Kathleen Sebelius alone controls the money and makes the determinations for appropriate care. How would you feel if the government selected and bought your car or dress shirts? Big brother is getting bigger and bigger on President Obama’s watch.

Patients own their disease. Neither hospitals or physicians can control complications of chronic disease. They cannot control most readmissions. They should not be liable for those readmissions.

Hospital systems would love to hire physicians and own their intellectual property. They have been unsuccessful in multiple attempts. Previous attempts have cost them dearly.

Hospitals are confused and terrified of the potential financial consequences of ACOs. The rules are vague. Hospital are hesitant to invest to form an ACO.

President Obama wants to control every aspect of clinical medicine.

It is time to face the real issue explicitly. President Obama wants hospital systems to form integrated delivery systems. The ACO concept has not been well thought out by President Obama. The concept is a non- executable mess. President Obama wants them because he thinks knows best.

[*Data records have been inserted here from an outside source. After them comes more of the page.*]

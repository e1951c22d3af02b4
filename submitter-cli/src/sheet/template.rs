//! Header templates and profile application
//!
//! Applying a profile classifies every header cell against it (the colour
//! legend of the header row) and reports header names the profile does not
//! know. Writers render the classification; nothing here touches data cells.

use log::{debug, warn};

use crate::api::Profile;

use super::columns::{HEADER_COMMENTED_PROP_SKIP, is_commented};
use super::grid::Sheet;

/// Role of a header cell, rendered as its font colour
#[derive(Debug, Clone, Copy, PartialEq, Eq)]
pub enum PropertyRole {
    /// red
    Required,
    /// blue
    Identifying,
    /// gray
    AdminOnly,
    /// black
    Editable,
    /// Control column such as `#skip`
    Commented,
    /// Not in the profile
    Missing,
}

impl PropertyRole {
    pub fn legend(&self) -> &'static str {
        match self {
            PropertyRole::Required => "red: required property",
            PropertyRole::Identifying => "blue: identifying property",
            PropertyRole::AdminOnly => "gray: ADMIN only property (readonly, notSubmittable, 'Do not submit')",
            PropertyRole::Editable => "black: other editable property",
            PropertyRole::Commented => "italic gray: commented property, never sent to the portal",
            PropertyRole::Missing => "strikethrough: property missing in the current profile",
        }
    }
}

/// Formatting for one header column
#[derive(Debug, Clone, PartialEq)]
pub struct HeaderStyle {
    pub col: usize,
    pub role: PropertyRole,
    /// Bold + italic
    pub array: bool,
    /// Underlined
    pub searchable: bool,
    /// Tooltip note with the property description
    pub note: Option<String>,
    /// Dropdown values for the data cells below
    pub enum_values: Vec<String>,
}

/// Result of applying a profile to a sheet header
#[derive(Debug, Clone, Default)]
pub struct ProfileApplication {
    /// Header names not found in the profile
    pub missing_properties: Vec<String>,
}

/// Classify a header against the profile
fn role_for(profile: &Profile, header: &str) -> PropertyRole {
    if is_commented(header) {
        return PropertyRole::Commented;
    }
    match profile.resolve_header(header) {
        None => PropertyRole::Missing,
        // Admin-only wins: such columns are never submittable even if required
        Some(p) if p.admin_only => PropertyRole::AdminOnly,
        Some(p) if p.required => PropertyRole::Required,
        Some(p) if p.identifying => PropertyRole::Identifying,
        Some(_) => PropertyRole::Editable,
    }
}

/// Clear previous header formatting, then re-highlight the header per profile.
/// Returns the header names missing from the profile.
pub fn apply_profile(sheet: &mut Sheet, profile: &Profile) -> ProfileApplication {
    sheet.clear_header_styles();

    let mut styles = Vec::new();
    let mut missing_properties = Vec::new();

    for (col, header) in sheet.header() {
        if header.is_empty() {
            continue;
        }
        let role = role_for(profile, header);
        let spec = profile.resolve_header(header);
        if role == PropertyRole::Missing {
            missing_properties.push(header.to_string());
        }
        styles.push(HeaderStyle {
            col,
            role,
            array: spec.is_some_and(|p| p.property_type.is_array()),
            searchable: spec.is_some_and(|p| p.searchable),
            note: spec.and_then(|p| p.description.clone()),
            enum_values: spec.map(|p| p.enum_values.clone()).unwrap_or_default(),
        });
    }

    if !missing_properties.is_empty() {
        warn!(
            "Sheet '{}' has properties missing in profile '{}': {}",
            sheet.name(),
            profile.name,
            missing_properties.join(", ")
        );
    }

    sheet.set_header_styles(styles);
    ProfileApplication { missing_properties }
}

/// Header names for a fresh template: the skip flag, identifying properties,
/// required properties, then the rest in profile order.
pub fn template_header(profile: &Profile, for_admin: bool) -> Vec<String> {
    let mut header = vec![HEADER_COMMENTED_PROP_SKIP.to_string()];
    let mut push = |name: &str| {
        if !header.iter().any(|h| h == name) {
            header.push(name.to_string());
        }
    };

    let visible = |name: &str| {
        profile
            .property(name)
            .is_some_and(|p| for_admin || !p.admin_only)
    };

    for name in profile.identifying_properties() {
        if visible(name) {
            push(name);
        }
    }
    for spec in profile.required_properties() {
        if visible(&spec.name) {
            push(&spec.name);
        }
    }
    for spec in profile.properties() {
        if visible(&spec.name) {
            push(&spec.name);
        }
    }
    header
}

/// Add the profile's template header to the sheet. Existing header columns are
/// kept; only missing names are appended. Returns the number of columns added.
pub fn make_template(sheet: &mut Sheet, profile: &Profile, for_admin: bool) -> usize {
    let mut added = 0;
    for name in template_header(profile, for_admin) {
        let exists = if is_commented(&name) {
            sheet.find_control_column(&name).is_some()
        } else {
            sheet.find_column_by_header(&name).is_some()
        };
        if exists {
            continue;
        }
        sheet.append_header(&name);
        added += 1;
    }
    debug!(
        "Template for '{}' added {} column(s) to sheet '{}'",
        profile.name,
        added,
        sheet.name()
    );
    added
}

#[cfg(test)]
mod tests {
    use super::*;
    use crate::api::profile::models::fixtures::sample_profile;
    use crate::sheet::grid::HEADER_ROW;

    #[test]
    fn test_template_header_order() {
        let profile = sample_profile();
        let header = template_header(&profile, false);
        assert_eq!(
            header[..5],
            ["#skip", "accession", "aliases", "status", "lab"]
        );
        assert!(!header.contains(&"quality".to_string()));

        let admin_header = template_header(&profile, true);
        assert!(admin_header.contains(&"quality".to_string()));
    }

    #[test]
    fn test_make_template_keeps_existing_columns() {
        let profile = sample_profile();
        let mut sheet = Sheet::from_rows("s", vec![vec!["status", "accession"], vec!["released", "X1"]]);

        let added = make_template(&mut sheet, &profile, false);

        assert_eq!(sheet.cell(HEADER_ROW, 1), "status");
        assert_eq!(sheet.cell(HEADER_ROW, 2), "accession");
        assert_eq!(sheet.cell(HEADER_ROW, 3), "#skip");
        assert_eq!(sheet.cell(2, 1), "released");
        assert_eq!(added, template_header(&profile, false).len() - 2);
        // Running it again adds nothing
        assert_eq!(make_template(&mut sheet, &profile, false), 0);
    }

    #[test]
    fn test_apply_profile_reports_missing() {
        let profile = sample_profile();
        let mut sheet = Sheet::from_rows(
            "s",
            vec![vec!["accession", "status", "colour", "#skip", "aliases", "quality"]],
        );

        let applied = apply_profile(&mut sheet, &profile);

        assert_eq!(applied.missing_properties, vec!["colour"]);
        let roles: Vec<PropertyRole> = sheet.header_styles().iter().map(|s| s.role).collect();
        assert_eq!(
            roles,
            vec![
                PropertyRole::Identifying,
                PropertyRole::Required,
                PropertyRole::Missing,
                PropertyRole::Commented,
                PropertyRole::Identifying,
                PropertyRole::AdminOnly,
            ]
        );
        let aliases = &sheet.header_styles()[4];
        assert!(aliases.array);
        let status = &sheet.header_styles()[1];
        assert_eq!(status.enum_values.len(), 3);
    }

    #[test]
    fn test_apply_profile_matches_headers_loosely() {
        let profile = sample_profile();
        let mut sheet = Sheet::from_rows("s", vec![vec!["Accession", " STATUS ", "Lab"]]);

        let applied = apply_profile(&mut sheet, &profile);

        assert!(applied.missing_properties.is_empty());
        let roles: Vec<PropertyRole> = sheet.header_styles().iter().map(|s| s.role).collect();
        assert_eq!(
            roles,
            vec![PropertyRole::Identifying, PropertyRole::Required, PropertyRole::Editable]
        );
        assert!(sheet.header_styles()[2].searchable);
    }
}
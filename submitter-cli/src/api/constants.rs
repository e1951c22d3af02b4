//! Portal constants

/// Default read endpoint (GET, profiles)
pub const DEFAULT_ENDPOINT_READ: &str = "https://api.sandbox.igvf.org";

/// Default write endpoint (POST/PUT/PATCH)
pub const DEFAULT_ENDPOINT_WRITE: &str = "https://api.sandbox.igvf.org";

/// Environment variables holding the portal access key pair
pub const ENV_ACCESS_KEY: &str = "SUBMITTER_ACCESS_KEY";
pub const ENV_SECRET_KEY: &str = "SUBMITTER_SECRET_KEY";

/// Per-request timeout in seconds
pub const REQUEST_TIMEOUT_SECS: u64 = 60;

pub const USER_AGENT: &str = concat!("metadata-submitter/", env!("CARGO_PKG_VERSION"));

He wants to shift the responsibility for costs of insuring patients from the government to hospital systems with hospital systems controlling physicians. He wants the government to pay a fixed low price for medical care. Providers will have fight with each other over distribution of the funds.

Accountable Care Organizations are really HMOs in disguise.

“While we are at it, who is looking at the issue of plan design? If you create ACOs, you probably intend to limit consumer choice of physicians and doctors as part of their insurance plans. Do you mean to put the primary care doctors in the middle of that issue, restoring them to the hated "gatekeeper" role we saw during the era of managed care?

Physicians and hospital systems are starting to figure t out. The best way to fight a war is not to show up. Patients will lose.

Health policy wonks are telling hospitals to form ACOs because they will get privileged funding. Hospital systems are having difficulty understanding the logic.

The opinions expressed in the blog “Repairing The Healthcare System” are, mine and mine alone.